About 3% of the participants in the 35–44 years age group had healthy sextant. Sextant with pocket depth 4–5 mm was seen in 11.1% participants of age group 35–44 years and 24.5% of age group 65–74 years. Despite the high prevalence of brushing, sextant with calculus was most prevalent, with 82.3% in 35–44 years age group and 74.5% in 65–74 years age group. This might be due to irregular brushing practice and improper technique of brushing [23]. About 40% of the study populations were seen to be brushing 2–6 times per week. Loss of attachment of 4–5 mm was observed in 35–44 years age groups (22.5%) and 4–5 mm in 65–74 years age group (43.6%) suggestive of periodontitis. The results were in accordance with the finding of the National Oral Health Pathfinder Survey where it was seen that 31% of the population belonging to the age group 35–44 years were having periodontitis [2]. Similar findings were also seen in the studies conducted by Goel et al. [24] and Varenne et al. [25]. The high tobacco consumption (70.6%) in adult study participants might be the contributing to high prevalence of periodontal diseases among that study participants [26].

The study showed that 65.1% had decay in their primary dentition, 28.4% of decay was seen in mixed dentition, and 57.5% of tooth decay in permanent dentition, while recording for crown status. The prevalence of dental caries (dft) in primary dentition was 65.1%, which was similar to the finding by Bhagat et al. [8], and the prevalence of dental caries in participants with permanent dentition (DMFT) was 75.2%. The mean dft was 2.40 and the mean DMFT was 3.18. The prevalence of dental caries was different than the National Oral Health Pathfinder Survey 2004 where dental caries prevalence was reported as 58.0%. The National Oral Health Pathfinder Survey was conducted more than a decade ago with an inclusive population of different ethnic communities whereas; these study participants mostly belonged to the underprivileged indigenous community. The neglected behavior of such a population towards oral health, irregular brushing and improper brushing technique leads to high caries and periodontal disease [27].

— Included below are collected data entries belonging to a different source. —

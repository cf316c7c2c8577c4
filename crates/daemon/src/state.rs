use std::{fs, path::PathBuf};

use serde::{Deserialize, Serialize};

pub const APP_NAME: &str = "depot";
pub const CONFIG_FILE_NAME: &str = "config.toml";
pub const STORAGE_DIR_NAME: &str = "storage";
pub const LOGS_DIR_NAME: &str = "logs";

const MIB: u64 = 1024 * 1024;

/// Per-client request window for the public avatar route.
#[derive(Debug, Clone, Copy, PartialEq, Eq, Serialize, Deserialize)]
pub struct RateLimitConfig {
    pub max_requests: usize,
    pub window_secs: u64,
}

impl Default for RateLimitConfig {
    fn default() -> Self {
        Self {
            max_requests: 10,
            window_secs: 60,
        }
    }
}

#[derive(Debug, Clone, Serialize, Deserialize)]
pub struct AppConfig {
    /// Port for the API HTTP server
    #[serde(default = "default_api_port")]
    pub api_port: u16,
    /// Storage root (defaults to <depot dir>/storage)
    #[serde(default, skip_serializing_if = "Option::is_none")]
    pub storage_root: Option<PathBuf>,
    /// Prefix for URLs returned by upload routes (e.g. "https://files.example.com")
    #[serde(default, skip_serializing_if = "Option::is_none")]
    pub public_url: Option<String>,
    /// Bearer token required by the authenticated routes.
    ///  If not set every request is treated as authenticated
    #[serde(default, skip_serializing_if = "Option::is_none")]
    pub api_token: Option<String>,
    #[serde(default = "default_max_upload_bytes")]
    pub max_upload_bytes: u64,
    #[serde(default = "default_max_avatar_bytes")]
    pub max_avatar_bytes: u64,
    /// Directory avatars are committed into
    #[serde(default = "default_avatar_namespace")]
    pub avatar_namespace: String,
    #[serde(default)]
    pub avatar_rate_limit: RateLimitConfig,
}

fn default_api_port() -> u16 {
    5080
}

fn default_max_upload_bytes() -> u64 {
    500 * MIB
}

fn default_max_avatar_bytes() -> u64 {
    5 * MIB
}

fn default_avatar_namespace() -> String {
    "avatars".to_string()
}

impl Default for AppConfig {
    fn default() -> Self {
        Self {
            api_port: default_api_port(),
            storage_root: None,
            public_url: None,
            api_token: None,
            max_upload_bytes: default_max_upload_bytes(),
            max_avatar_bytes: default_max_avatar_bytes(),
            avatar_namespace: default_avatar_namespace(),
            avatar_rate_limit: RateLimitConfig::default(),
        }
    }
}

#[derive(Debug, Clone)]
pub struct AppState {
    /// Path to the depot directory (~/.depot)
    pub depot_dir: PathBuf,
    /// Path to the config file
    pub config_path: PathBuf,
    /// Resolved storage root
    pub storage_root: PathBuf,
    /// Loaded configuration
    pub config: AppConfig,
}

impl AppState {
    /// Get the depot directory path (custom or default ~/.depot)
    pub fn depot_dir(custom_path: Option<PathBuf>) -> Result<PathBuf, StateError> {
        if let Some(path) = custom_path {
            return Ok(path);
        }

        let home = dirs::home_dir().ok_or(StateError::NoHomeDirectory)?;
        Ok(home.join(format!(".{}", APP_NAME)))
    }

    /// Initialize a new depot directory
    pub fn init(
        custom_path: Option<PathBuf>,
        config: Option<AppConfig>,
    ) -> Result<Self, StateError> {
        let depot_dir = Self::depot_dir(custom_path)?;

        if depot_dir.exists() {
            return Err(StateError::AlreadyInitialized);
        }

        fs::create_dir_all(&depot_dir)?;

        let config = config.unwrap_or_default();
        let config_path = depot_dir.join(CONFIG_FILE_NAME);
        let config_toml = toml::to_string_pretty(&config)?;
        fs::write(&config_path, config_toml)?;

        let storage_root = Self::storage_root_for(&depot_dir, &config);
        fs::create_dir_all(&storage_root)?;

        Ok(Self {
            depot_dir,
            config_path,
            storage_root,
            config,
        })
    }

    /// Load existing state from the depot directory
    pub fn load(custom_path: Option<PathBuf>) -> Result<Self, StateError> {
        let depot_dir = Self::depot_dir(custom_path)?;

        if !depot_dir.exists() {
            return Err(StateError::NotInitialized);
        }

        let config_path = depot_dir.join(CONFIG_FILE_NAME);
        if !config_path.exists() {
            return Err(StateError::MissingFile(CONFIG_FILE_NAME.to_string()));
        }

        let config_toml = fs::read_to_string(&config_path)?;
        let config: AppConfig = toml::from_str(&config_toml)?;
        let storage_root = Self::storage_root_for(&depot_dir, &config);

        Ok(Self {
            depot_dir,
            config_path,
            storage_root,
            config,
        })
    }

    /// Default location for daemon log files
    pub fn log_dir(&self) -> PathBuf {
        self.depot_dir.join(LOGS_DIR_NAME)
    }

    fn storage_root_for(depot_dir: &std::path::Path, config: &AppConfig) -> PathBuf {
        match &config.storage_root {
            Some(root) if root.is_absolute() => root.clone(),
            Some(root) => depot_dir.join(root),
            None => depot_dir.join(STORAGE_DIR_NAME),
        }
    }
}

#[derive(Debug, thiserror::Error)]
pub enum StateError {
    #[error("depot directory not initialized. Run 'depot init' first")]
    NotInitialized,

    #[error("depot directory already initialized")]
    AlreadyInitialized,

    #[error("no home directory found")]
    NoHomeDirectory,

    #[error("missing required file: {0}")]
    MissingFile(String),

    #[error("IO error: {0}")]
    Io(#[from] std::io::Error),

    #[error("TOML serialization error: {0}")]
    TomlSer(#[from] toml::ser::Error),

    #[error("TOML deserialization error: {0}")]
    TomlDe(#[from] toml::de::Error),
}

This study had some limitations. Since questions were asked about socioeconomic status, oral hygiene practice, discomfort/problems, probable chances of recall bias may have occurred because of the long time frame. Some of the respondents (27.1%) were reluctant to give their income status so no responses were obtained even after multiple attempts. The study was conducted in Foklyan area and the finding cannot be generalized to the population of other areas. A larger survey is needed to explore further but this study can be considered as a reference for planning oral health programs for similar population.

Conclusion

This study concluded that most of the people of Foklyan area brush their teeth but not on a regular daily basis. There is a need for oral health promotion in this area that will enable them to better understand the importance of oral health. High prevalence of tobacco consumption among adult population and even half of the adolescent population already consuming tobacco products is an alarming issue. Appropriate tobacco control measure is must to control rampant tobacco use. Most of the study population belonged to the poor socioeconomic status; hence the financial burden of the oral diseases has added a detrimental effect on the individuals’ health. This is the first study of its kind done to explore the oral health status targeting the under privileged indigenous community. Hence, this study gives an idea to the policy makers to focus on the preventive aspects to minimize the oral health burden of the marginalized.